The problem = Take the data that follows and retype it word for word.

(Collected data entries)
--
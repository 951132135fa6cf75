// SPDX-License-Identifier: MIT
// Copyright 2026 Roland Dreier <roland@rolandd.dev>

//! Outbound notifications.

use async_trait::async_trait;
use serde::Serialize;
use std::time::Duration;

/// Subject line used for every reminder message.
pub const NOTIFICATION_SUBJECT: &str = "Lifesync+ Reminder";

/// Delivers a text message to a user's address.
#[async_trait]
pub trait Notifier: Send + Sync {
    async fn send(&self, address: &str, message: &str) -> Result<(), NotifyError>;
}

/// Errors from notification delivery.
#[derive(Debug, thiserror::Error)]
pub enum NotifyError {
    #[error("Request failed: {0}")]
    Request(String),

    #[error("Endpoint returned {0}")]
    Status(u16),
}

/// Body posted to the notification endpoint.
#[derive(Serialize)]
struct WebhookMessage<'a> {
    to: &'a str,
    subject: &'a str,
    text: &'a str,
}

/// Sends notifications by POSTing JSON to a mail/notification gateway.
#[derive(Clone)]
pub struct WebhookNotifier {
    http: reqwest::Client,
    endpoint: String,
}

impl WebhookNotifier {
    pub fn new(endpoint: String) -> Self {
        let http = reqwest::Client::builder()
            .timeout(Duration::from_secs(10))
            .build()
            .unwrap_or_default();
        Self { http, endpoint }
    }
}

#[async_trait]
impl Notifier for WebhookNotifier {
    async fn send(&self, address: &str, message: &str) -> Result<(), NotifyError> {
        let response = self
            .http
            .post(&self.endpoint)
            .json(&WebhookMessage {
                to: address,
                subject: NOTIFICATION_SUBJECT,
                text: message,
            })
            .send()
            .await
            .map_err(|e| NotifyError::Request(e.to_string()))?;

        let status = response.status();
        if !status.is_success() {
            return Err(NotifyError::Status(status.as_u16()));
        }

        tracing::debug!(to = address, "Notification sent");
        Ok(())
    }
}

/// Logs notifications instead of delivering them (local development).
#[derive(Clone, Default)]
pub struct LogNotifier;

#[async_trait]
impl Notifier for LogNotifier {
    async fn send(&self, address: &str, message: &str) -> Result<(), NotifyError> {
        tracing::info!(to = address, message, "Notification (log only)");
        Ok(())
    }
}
--
Expected answer =
repository 951132135fa6cf75
// SPDX-License-Identifier: MIT
// Copyright 2026 Roland Dreier <roland@rolandd.dev>

//! Outbound notifications.

use async_trait::async_trait;
use serde::Serialize;
use std::time::Duration;

/// Subject line used for every reminder message.
pub const NOTIFICATION_SUBJECT: &str = "Lifesync+ Reminder";

/// Delivers a text message to a user's address.
#[async_trait]
pub trait Notifier: Send + Sync {
    async fn send(&self, address: &str, message: &str) -> Result<(), NotifyError>;
}

/// Errors from notification delivery.
#[derive(Debug, thiserror::Error)]
pub enum NotifyError {
    #[error("Request failed: {0}")]
    Request(String),

    #[error("Endpoint returned {0}")]
    Status(u16),
}

/// Body posted to the notification endpoint.
#[derive(Serialize)]
struct WebhookMessage<'a> {
    to: &'a str,
    subject: &'a str,
    text: &'a str,
}

/// Sends notifications by POSTing JSON to a mail/notification gateway.
#[derive(Clone)]
pub struct WebhookNotifier {
    http: reqwest::Client,
    endpoint: String,
}

impl WebhookNotifier {
    pub fn new(endpoint: String) -> Self {
        let http = reqwest::Client::builder()
            .timeout(Duration::from_secs(10))
            .build()
            .unwrap_or_default();
        Self { http, endpoint }
    }
}

#[async_trait]
impl Notifier for WebhookNotifier {
    async fn send(&self, address: &str, message: &str) -> Result<(), NotifyError> {
        let response = self
            .http
            .post(&self.endpoint)
            .json(&WebhookMessage {
                to: address,
                subject: NOTIFICATION_SUBJECT,
                text: message,
            })
            .send()
            .await
            .map_err(|e| NotifyError::Request(e.to_string()))?;

        let status = response.status();
        if !status.is_success() {
            return Err(NotifyError::Status(status.as_u16()));
        }

        tracing::debug!(to = address, "Notification sent");
        Ok(())
    }
}

/// Logs notifications instead of delivering them (local development).
#[derive(Clone, Default)]
pub struct LogNotifier;

#[async_trait]
impl Notifier for LogNotifier {
    async fn send(&self, address: &str, message: &str) -> Result<(), NotifyError> {
        tracing::info!(to = address, message, "Notification (log only)");
        Ok(())
    }
}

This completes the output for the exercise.